# list of meds that are immediate effect - prn - as needed



## feelalone (May 1, 2010)

Hi all,
I'd like to make a list of the legal meds we tried, or we know, that have a positive effect for social anxiety (even off label) from the first taking.
A list of meds that works well taken on a prn (as-needed) basis, no meds that require any therapy, even of few days, to take effect.

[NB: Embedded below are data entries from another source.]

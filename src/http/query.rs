// crates.io
use url::form_urlencoded;
// self
use crate::_prelude::*;

/// Renders a scalar JSON value the way it appears on the wire.
///
/// Objects, arrays, and `null` have no scalar text and yield `None`.
pub fn scalar_text(value: &JsonValue) -> Option<String> {
	match value {
		JsonValue::String(text) => Some(text.clone()),
		JsonValue::Number(number) => Some(number.to_string()),
		JsonValue::Bool(flag) => Some(flag.to_string()),
		JsonValue::Null | JsonValue::Array(_) | JsonValue::Object(_) => None,
	}
}

/// Collects the top-level scalar fields of `body` as `(name, value)` pairs in field order.
///
/// Nested objects, arrays, and `null` fields are skipped; non-object bodies yield no pairs.
pub fn flatten_query_params(body: &JsonValue) -> Vec<(String, String)> {
	match body {
		JsonValue::Object(fields) => fields
			.iter()
			.filter_map(|(name, value)| scalar_text(value).map(|text| (name.clone(), text)))
			.collect(),
		_ => Vec::new(),
	}
}

/// Appends percent-encoded `key=value` pairs to `url`.
///
/// Pairs follow a `?` when the URL has no query component yet and a `&` otherwise (no extra
/// separator when the URL already ends with one). The URL is returned untouched when there is
/// nothing to append.
pub fn append_query(url: &str, params: &[(String, String)]) -> String {
	if params.is_empty() {
		return url.to_owned();
	}

	let mut buf = String::from(url);

	if !url.contains('?') {
		buf.push('?');
	} else if !url.ends_with('&') && !url.ends_with('?') {
		buf.push('&');
	}

	for (idx, (name, value)) in params.iter().enumerate() {
		if idx > 0 {
			buf.push('&');
		}

		buf.extend(form_urlencoded::byte_serialize(name.as_bytes()));
		buf.push('=');
		buf.extend(form_urlencoded::byte_serialize(value.as_bytes()));
	}

	buf
}

/// Returns `url` without its query string and fragment.
///
/// Query pairs may carry request fields verbatim, so diagnostics quote this form instead of the
/// wire URL.
pub fn strip_query(url: &str) -> &str {
	url.find(['?', '#']).map_or(url, |idx| &url[..idx])
}

#[cfg(test)]
mod tests {
	// crates.io
	use serde_json::json;
	// self
	use super::*;

	#[test]
	fn flattens_scalars_in_declaration_order() {
		let params = flatten_query_params(&json!({
			"id": "42",
			"flag": true,
			"nested": { "skip": 1 },
			"list": [1, 2],
			"missing": null,
			"amount": 10.5,
		}));

		assert_eq!(
			params,
			vec![
				("id".to_owned(), "42".to_owned()),
				("flag".to_owned(), "true".to_owned()),
				("amount".to_owned(), "10.5".to_owned()),
			]
		);
	}

	#[test]
	fn appends_with_the_right_separator() {
		let params =
			vec![("id".to_owned(), "42".to_owned()), ("flag".to_owned(), "true".to_owned())];

		assert_eq!(append_query("/items", &params), "/items?id=42&flag=true");
		assert_eq!(append_query("/items?page=2", &params), "/items?page=2&id=42&flag=true");
		assert_eq!(append_query("/items?page=2&", &params), "/items?page=2&id=42&flag=true");
		assert_eq!(append_query("/items?", &params), "/items?id=42&flag=true");
		assert_eq!(append_query("/items", &[]), "/items");
	}

	#[test]
	fn percent_encodes_names_and_values() {
		let params = vec![("full name".to_owned(), "A&B=C/ü".to_owned())];

		assert_eq!(append_query("/search", &params), "/search?full+name=A%26B%3DC%2F%C3%BC");
	}

	#[test]
	fn strips_query_and_fragment() {
		assert_eq!(
			strip_query("https://api.example.com/echo?token=abc&id=1"),
			"https://api.example.com/echo"
		);
		assert_eq!(strip_query("/items#top"), "/items");
		assert_eq!(strip_query("/items"), "/items");
	}

	#[test]
	fn non_object_bodies_produce_no_params() {
		assert!(flatten_query_params(&JsonValue::Null).is_empty());
		assert!(flatten_query_params(&json!(["a", "b"])).is_empty());
		assert!(flatten_query_params(&json!("text")).is_empty());
	}
}
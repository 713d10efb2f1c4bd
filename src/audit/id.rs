//! Identifiers attached to audit records.

// std
use std::{borrow::Borrow, ops::Deref};
// crates.io
use rand::{Rng, distr::Alphanumeric};
// self
use crate::_prelude::*;

/// Store-assigned primary key of an [`AuditRecord`](crate::audit::AuditRecord).
pub type AuditId = u64;

const CORRELATION_ID_MAX_LEN: usize = 128;
const GENERATED_LEN: usize = 32;

/// Error returned when identifier validation fails.
#[derive(Clone, Debug, PartialEq, Eq, Serialize, ThisError)]
pub enum IdentifierError {
	/// The identifier was empty.
	#[error("Correlation identifier cannot be empty.")]
	Empty,
	/// The identifier contains whitespace characters.
	#[error("Correlation identifier contains whitespace.")]
	ContainsWhitespace,
	/// The identifier exceeded the allowed character count.
	#[error("Correlation identifier exceeds {max} characters.")]
	TooLong {
		/// Maximum permitted character count.
		max: usize,
	},
}

/// Identifier correlating one outbound call across logs, spans, and the audit trail.
#[derive(Clone, PartialEq, Eq, PartialOrd, Ord, Hash, Serialize, Deserialize)]
#[serde(try_from = "String", into = "String")]
pub struct CorrelationId(String);
impl CorrelationId {
	/// Creates a new identifier after validation.
	pub fn new(value: impl AsRef<str>) -> Result<Self, IdentifierError> {
		let view = value.as_ref();

		validate_view(view)?;

		Ok(Self(view.to_owned()))
	}

	/// Generates a random alphanumeric identifier.
	pub fn generate() -> Self {
		Self(rand::rng().sample_iter(Alphanumeric).take(GENERATED_LEN).map(char::from).collect())
	}
}
impl Deref for CorrelationId {
	type Target = str;

	fn deref(&self) -> &Self::Target {
		&self.0
	}
}
impl AsRef<str> for CorrelationId {
	fn as_ref(&self) -> &str {
		&self.0
	}
}
impl Borrow<str> for CorrelationId {
	fn borrow(&self) -> &str {
		&self.0
	}
}
impl From<CorrelationId> for String {
	fn from(value: CorrelationId) -> Self {
		value.0
	}
}
impl TryFrom<String> for CorrelationId {
	type Error = IdentifierError;

	fn try_from(value: String) -> Result<Self, Self::Error> {
		validate_view(&value)?;

		Ok(Self(value))
	}
}
impl Debug for CorrelationId {
	fn fmt(&self, f: &mut Formatter) -> FmtResult {
		write!(f, "Correlation({})", self.0)
	}
}
impl Display for CorrelationId {
	fn fmt(&self, f: &mut Formatter) -> FmtResult {
		f.write_str(&self.0)
	}
}
impl FromStr for CorrelationId {
	type Err = IdentifierError;

	fn from_str(s: &str) -> Result<Self, Self::Err> {
		Self::new(s)
	}
}

fn validate_view(view: &str) -> Result<(), IdentifierError> {
	if view.is_empty() {
		return Err(IdentifierError::Empty);
	}
	if view.chars().any(char::is_whitespace) {
		return Err(IdentifierError::ContainsWhitespace);
	}
	if view.len() > CORRELATION_ID_MAX_LEN {
		return Err(IdentifierError::TooLong { max: CORRELATION_ID_MAX_LEN });
	}

	Ok(())
}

I begin, by listing the most popular 


- inderal

- klonopin and others benzodiazepines

- pregabalin 

- adderall, vyvanse (not tried, only know)

- phenibut

- tramadol




Put together our experiences, it might come out something new for everyone.


----------



## MBL (Oct 5, 2010)

HI!

This is my first post, I am new here (signed up Tuesday afternoon, 5 October).

I've used most of the meds you list there. Here is my opinion on each.

Inderal- I had this a long, long time ago. It was mildly effective. I can't say I felt sedated, but I did feel slightly calmer. Would not be among my first choices.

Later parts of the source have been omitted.